During this phase, I follow a clear structure that gives us the data and connection we need to move forward:
Extended Couples Assessment (90 minutes)
Two Traditional Individual Sessions (50 minutes each)
Extended Strategy Session (90 minutes)
These four sessions typically take between 4–6 weeks to complete. During this time, I am assessing relationship dynamics, mapping emotional cycles, and beginning to build a treatment plan that fits your goals. It is intensive work on my end—and it is critical work for both of you.
Why Some Couples Lose Momentum
This is the phase where I often see couples hesitate. The time, emotional energy, and financial investment feel front-loaded—and that can be discouraging if you are expecting immediate progress. But once we complete this initial phase, therapy levels out. We shift to a bi-weekly rhythm using 90-minute extended sessions, giving you the space to implement strategies, reflect, and build connection.
The couples who stay through this early phase see real shifts—emotionally and relationally.
Why I No Longer Offer 50-Minute Couples Sessions
Earlier in my career, I offered traditional 50-minute weekly sessions. I realized quickly that this format did not serve my couples well. Sessions felt rushed. We were skimming the surface of deep issues. And weekly sessions became hard to sustain for couples juggling work, parenting, and full schedules.
Now, I only offer extended 90-minute sessions, and I typically meet with couples bi-weekly. This structure gives us time to get to the heart of the issue while respecting your schedule and energy. It works—because it aligns with how couples actually live and function.

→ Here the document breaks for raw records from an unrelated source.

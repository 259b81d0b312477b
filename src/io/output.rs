//! Per-case output context
//!
//! An `Output` collects one case's answer text and chart points while the
//! solver runs, then is flushed exactly once to the session's output file
//! with the `Case #i:` framing prepended.

use std::fmt::Display;
use std::io::Write;
use std::sync::atomic::{AtomicBool, Ordering};
use std::sync::Arc;

use crate::common::logging::SOLVER_TARGET;
use crate::common::{Error, Result};

/// Heartbeat flag shared between the supervisor and the solver
///
/// The supervisor arms it on every heartbeat; the next `Output::periodic`
/// call consumes it. This bounds periodic output to one line per interval
/// no matter how tight the solver's loop is.
#[derive(Debug, Clone, Default)]
pub struct PeriodicGate(Arc<AtomicBool>);

impl PeriodicGate {
    pub fn new() -> Self {
        Self::default()
    }

    pub fn arm(&self) {
        self.0.store(true, Ordering::Release);
    }

    /// Consume the flag, returning whether it was armed
    pub fn take(&self) -> bool {
        self.0.swap(false, Ordering::AcqRel)
    }

    pub fn reset(&self) {
        self.0.store(false, Ordering::Release);
    }
}

/// Output context for a single case
#[derive(Debug)]
pub struct Output {
    case: usize,
    text: String,
    points: Vec<(f64, f64)>,
    flushed: bool,
    periodic: PeriodicGate,
}

impl Output {
    pub fn new(case: usize, periodic: PeriodicGate) -> Self {
        Self {
            case,
            text: String::new(),
            points: Vec::new(),
            flushed: false,
            periodic,
        }
    }

    /// 1-based index of the case being solved
    pub fn case(&self) -> usize {
        self.case
    }

    /// Append a value to the current line, separated by a space
    pub fn print(&mut self, value: impl Display) {
        self.append(' ', value);
    }

    /// Append every value of an iterator to the current line
    pub fn print_all<I>(&mut self, values: I)
    where
        I: IntoIterator,
        I::Item: Display,
    {
        for value in values {
            self.print(value);
        }
    }

    /// Start a new line holding `value`
    pub fn line(&mut self, value: impl Display) {
        self.append('\n', value);
    }

    fn append(&mut self, separator: char, value: impl Display) {
        if self.flushed {
            tracing::warn!(case = self.case, "Write after flush ignored");
            return;
        }
        self.text.push(separator);
        self.text.push_str(&value.to_string());
    }

    /// Emit a diagnostic tagged with the case number
    pub fn debug(&self, message: impl Display) {
        tracing::info!(target: SOLVER_TARGET, case = self.case, "{}", message);
    }

    /// Emit a diagnostic at most once per heartbeat interval
    ///
    /// Calls between heartbeats are dropped, so this is safe to call from an
    /// inner loop.
    pub fn periodic(&self, message: impl Display) {
        if self.periodic.take() {
            self.debug(message);
        }
    }

    /// Record a point for this case's chart
    pub fn add_point(&mut self, x: f64, y: f64) {
        self.points.push((x, y));
    }

    pub fn points(&self) -> &[(f64, f64)] {
        &self.points
    }

    /// Hand over the recorded points, leaving the sequence empty
    pub fn take_points(&mut self) -> Vec<(f64, f64)> {
        std::mem::take(&mut self.points)
    }

    /// Answer text written so far, without the case framing
    pub fn answer(&self) -> &str {
        &self.text
    }

    pub fn is_flushed(&self) -> bool {
        self.flushed
    }

    /// Write the framed case text to `sink` and flush it
    pub fn flush_into<W: Write + ?Sized>(&mut self, sink: &mut W) -> Result<()> {
        if self.flushed {
            return Err(Error::AlreadyFlushed { case: self.case });
        }
        writeln!(sink, "Case #{}:{}", self.case, self.text)?;
        sink.flush()?;
        self.flushed = true;
        Ok(())
    }
}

What My Role Actually Looks Like
Many couples think therapy is just about talking through problems. But my role is far more active. I am tracking emotional patterns, decoding unspoken dynamics, assessing attachment histories, and creating a safe space for both partners to be seen and heard.
I guide the session, slow things down when conflict escalates, and help you both understand what is really being communicated beneath the surface. This is not passive work. It is layered, strategic, and designed to move you toward repair.
A Faster Way to Build Momentum
For couples who want a faster start, I created the Accelerated Couples Session—a 3.5-hour intensive that completes the entire foundational process in a single day. It includes:
A full couples assessment
Two individual sessions
A strategy session
A treatment plan and follow-up recommendations
This is ideal for couples who are short on time or who want to move quickly into the heart of the work without waiting weeks to complete the setup phase. The accelerated session offers flexibility, structure, and momentum—all in one.
This is not a shortcut. It is a focused, high-impact option that respects your time and your relationship.
What Success Looks Like
Therapy is not about perfection—it is about emotional clarity, deeper connection, and the ability to navigate conflict without losing each other. Most couples who follow the recommended bi-weekly extended session structure see meaningful change within a year. At that point, many reduce session frequency or choose to complete therapy.
Others continue longer, not because they need to, but because they want to keep growing. The decision is always yours. My role is to support your goals—not to keep you in therapy longer than necessary.
If You Are Considering Therapy
Couples therapy does not have to feel like another impossible commitment. When it is structured well, it becomes a stabilizing part of your life—something that gives more than it takes. Whether you are navigating a crisis, preparing for marriage, or trying to rebuild after a rupture, this process can meet you where you are and help you move forward with clarity.
Your time is valuable. So is your relationship. Therapy should honor both.